I don’t know if you know this, but I hate you.
You didn’t give me a new perspective on life, you didn’t make me appreciate the little things, and you certainly didn’t make me appreciate what I have more than I already do. You ruined everything good in my life. First, you hurt the person I loved most in this world and thus hurt me. You gave my fiancé, a wonderful 27 year old man with a heart of gold, leukemia. Then you decided to be just a little bit stronger than the chemo making it so he couldn’t be officially declared in remission and needed a stem cell transplant which wreaked havoc on his body. We got married in the hospital not because of you, but because we loved each other so much that we didn’t want to spend another moment not being husband and wife. We tried to move forward and to make the most of our lives, but you had different plans. Just when we thought we were safe, you came back.
You are an asshole Cancer. You put us through absolute hell. A second stem cell transplant held you at bay but then you came for me. As if one of us having leukemia wasn’t enough you had to give it to us both. You crushed Luke. You tore his spirit to shreds and you did all of this during a global pandemic. We did everything we could to live in the moment and focus on the positive, but let’s be real we put on a brave face when inside we were shattered. You did that to us and then you did the worst thing of all, you took my Lukey. You robbed me of the best person in my life, a man who was adored by everyone he met. By taking him, you hurt not just us, but so many people who loved and cherished Luke. The Earth was a better place with him in it.

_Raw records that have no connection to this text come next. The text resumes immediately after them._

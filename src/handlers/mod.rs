//! Event handling system for decoded blocks.
//!
//! This module provides:
//! - The handler trait and its two execution strategies
//! - Entity key extraction and union-find scheduling into execution groups
//! - A handler registry for compile-time registration
//! - An engine that runs groups concurrently and publishes one batch per block
//!
//! # Architecture
//!
//! ```text
//! EventBlock ──► HandlerEngine ──► Scheduler ──► groups ──► Handlers ──► OrderStore
//!                     │                                        │
//!                     │                                        └─► OutboundMessages
//!                     └─► MessageConsolidator ──► MessagePublisher
//! ```
//!
//! # Example Handler
//!
//! ```ignore
//! use async_trait::async_trait;
//! use stateful_order_indexer::bus::OutboundMessage;
//! use stateful_order_indexer::handlers::{
//!     EventHandler, ExecutionStrategy, HandlerContext, HandlerError,
//! };
//! use stateful_order_indexer::types::events::{BlockEvent, EventKind};
//!
//! pub struct MyHandler;
//!
//! #[async_trait]
//! impl EventHandler for MyHandler {
//!     fn name(&self) -> &'static str { "MyHandler" }
//!     fn event_kinds(&self) -> &'static [EventKind] { &[EventKind::StatefulOrderRemoval] }
//!     fn strategy(&self) -> ExecutionStrategy { ExecutionStrategy::Fallback }
//!
//!     async fn handle(
//!         &self,
//!         event: &BlockEvent,
//!         ctx: &HandlerContext<'_>,
//!     ) -> Result<Vec<OutboundMessage>, HandlerError> {
//!         Ok(Vec::new())
//!     }
//! }
//! ```

pub mod consolidator;
pub mod context;
pub mod engine;
pub mod error;
pub mod keys;
pub mod registry;
pub mod scheduler;
pub mod stateful_order;
pub mod traits;

#[cfg(test)]
mod test_utils;

// Re-exports for convenience
pub use consolidator::{ConsolidatedBatch, GroupFailure, GroupOutcome, MessageConsolidator};
pub use context::HandlerContext;
pub use engine::{BlockOutcome, HandlerEngine};
pub use error::{EngineError, HandlerError, RegistryError};
pub use keys::EntityKey;
pub use registry::{build_registry, HandlerRegistry};
pub use scheduler::{ExecutionGroup, ParallelizationScheduler};
pub use traits::{EventHandler, ExecutionStrategy};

Cancer, you are a cruel bastard. Because of you my body and my mind have been through hell and back. I’ve had to take care of myself during the hardest things a person has to go through and figure out how to rebuild myself both physically and mentally. I am not who I am today because of you, I am who I am in spite of you. I am rebuilding my life one day and one breath at a time. I have had to relearn how to be happy, in a world you designed to bring me down. I hate you Cancer, and I’m ready to leave you in the past. I’m done with you and hope I never have to see you again.